Critiques Séries : Black Monday. Saison 1. Episode 3.

Black Monday // Saison 1. Episode 3. 339.


Mo va subir un peu les conséquences de ses actes dans ce nouvel épisode. Alors qu’il veut tout faire pour séduire Blair (et donc sa petite amie), Mo va faire une erreur : montrer à quel point Blair n’a besoin de personne, que c’est un homme qui doit se prendre en main. Le fait que Blair décide à la fin de l’épisode de quitter sa petite amie permet de relancer un peu la machine qui patine un peu dans cet épisode. La série continue quant à elle de jouer sur la nostalgie des années 80 qui forge aussi une imagerie passionnante. Cela permet de s’imprégner plus facilement de Black Monday car les années 80 c’est tellement à la mode et c’est un truc que j’aime beaucoup. Mais toute la série ne peut pas se reposer sur la nostalgie, elle doit donc développer des intrigues. La plus grande intrigue de cette semaine ressemble un peu aux épisodes farfelues de House of Lies dont Don Cheadle incarnait le personnage central (un peu comme dans Black Monday, mais à une époque différente). Mo décide donc de faire gouter à Blair un peu de sa vie d’homme célibataire qui se permet tous les excès. La cocaïne continue de voler dans les narines de tout le monde et désormais celles de Blair.
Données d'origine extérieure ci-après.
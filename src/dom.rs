use glam::Vec2;
use mosquito_core::TargetGeometry;
use wasm_bindgen::JsCast;
use web_sys as web;

use crate::constants::HIDDEN_CLASS;

#[inline]
pub fn window_document() -> Option<web::Document> {
    web::window().and_then(|w| w.document())
}

#[inline]
pub fn add_listener(
    document: &web::Document,
    element_id: &str,
    event: &str,
    mut handler: impl FnMut(web::Event) + 'static,
) {
    if let Some(el) = document.get_element_by_id(element_id) {
        let closure = wasm_bindgen::closure::Closure::wrap(
            Box::new(move |ev: web::Event| handler(ev)) as Box<dyn FnMut(_)>
        );
        _ = el.add_event_listener_with_callback(event, closure.as_ref().unchecked_ref());
        closure.forget();
    }
}

#[inline]
pub fn add_click_listener(
    document: &web::Document,
    element_id: &str,
    mut handler: impl FnMut() + 'static,
) {
    add_listener(document, element_id, "click", move |ev| {
        ev.prevent_default();
        handler()
    });
}

#[inline]
pub fn set_text(document: &web::Document, element_id: &str, text: &str) {
    if let Some(el) = document.get_element_by_id(element_id) {
        el.set_text_content(Some(text));
    }
}

pub fn set_hidden(document: &web::Document, element_id: &str, hidden: bool) {
    if let Some(el) = document.get_element_by_id(element_id) {
        let cl = el.class_list();
        if hidden {
            _ = cl.add_1(HIDDEN_CLASS);
        } else {
            _ = cl.remove_1(HIDDEN_CLASS);
        }
    }
}

pub fn set_class(document: &web::Document, element_id: &str, class: &str, on: bool) {
    if let Some(el) = document.get_element_by_id(element_id) {
        _ = el.class_list().toggle_with_force(class, on);
    }
}

pub fn input_value(document: &web::Document, element_id: &str) -> Option<String> {
    let el = document.get_element_by_id(element_id)?;
    if let Some(input) = el.dyn_ref::<web::HtmlInputElement>() {
        return Some(input.value());
    }
    el.dyn_ref::<web::HtmlSelectElement>().map(|s| s.value())
}

pub fn set_input_value(document: &web::Document, element_id: &str, value: &str) {
    if let Some(el) = document.get_element_by_id(element_id) {
        if let Some(input) = el.dyn_ref::<web::HtmlInputElement>() {
            input.set_value(value);
        } else if let Some(select) = el.dyn_ref::<web::HtmlSelectElement>() {
            select.set_value(value);
        }
    }
}

/// Target geometry backed by a DOM element. The bounding box is read on every
/// call so layout changes are picked up.
pub struct DomTarget {
    document: web::Document,
    element_id: &'static str,
}

impl DomTarget {
    pub fn new(document: web::Document, element_id: &'static str) -> Self {
        Self {
            document,
            element_id,
        }
    }
}

impl TargetGeometry for DomTarget {
    fn target_center(&self) -> Option<Vec2> {
        let el = self.document.get_element_by_id(self.element_id)?;
        if !el.is_connected() {
            return None;
        }
        let rect = el.get_bounding_client_rect();
        Some(Vec2::new(
            (rect.left() + rect.width() / 2.0) as f32,
            (rect.top() + rect.height() / 2.0) as f32,
        ))
    }
}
Blair - « The sun is so much brighter when you're on cocain »

Mais la référence à Duck Hunt aux bureaux dans cet épisode est une vraie référence bien sentie aux années 80 qui colle parfaitement avec l’esprit même de Black Monday. Mais la série aime justement se renouveler de cette façon, proposer un mélange de tout un tas d’ingrédients où les scénaristes semblent chercher à trouver un truc qui va tenir au milieu de tout ce qu’ils peuvent balancer ici et là. Mais l’épisode ne s’arrête pas aux aventures de Mo et Blair sous cocaïne, il y a aussi l’histoire de Keith qui se trouve avoir un petit ami secret. L’homosexualité est un sujet complexe dans les années 80. Keith est marié et ne peut pas se voir construire sa vie avec un homme alors que l’homosexualité n’est pas aussi bien vue à l’époque que de nos jours. Cette histoire est assez malheureuse mais symbolise parfaitement ce que l’époque est réellement. Nous sommes dans les années 80, en plein essor du VIH mine de rien, ce qui a fait remonter le problème de l’homophobie. Enfin, nous avons Dawn qui symbolise parfaitement la femme afro-américaine qui tente de tenir tous les hommes par les couilles. Littéralement. Le repas de famille est un grand moment, entre des parents qui n’ont que l’envie de voir leur vie se marier et avoir un enfant, le mari qui n’en a rien à faire à partir picoler et la fille qui a réussi et veut montrer aux autres ce dont elle est capables. Regina Hall est parfaite et j’ai hâte de voir ce que la suite compte donner, notamment à cause de ces actions pourries que Mo a acquis dans l’épisode précédent.

Note : 6.5/10. En bref, un petit épisode plus léger qui permet de remettre les pions dans le bon ordre.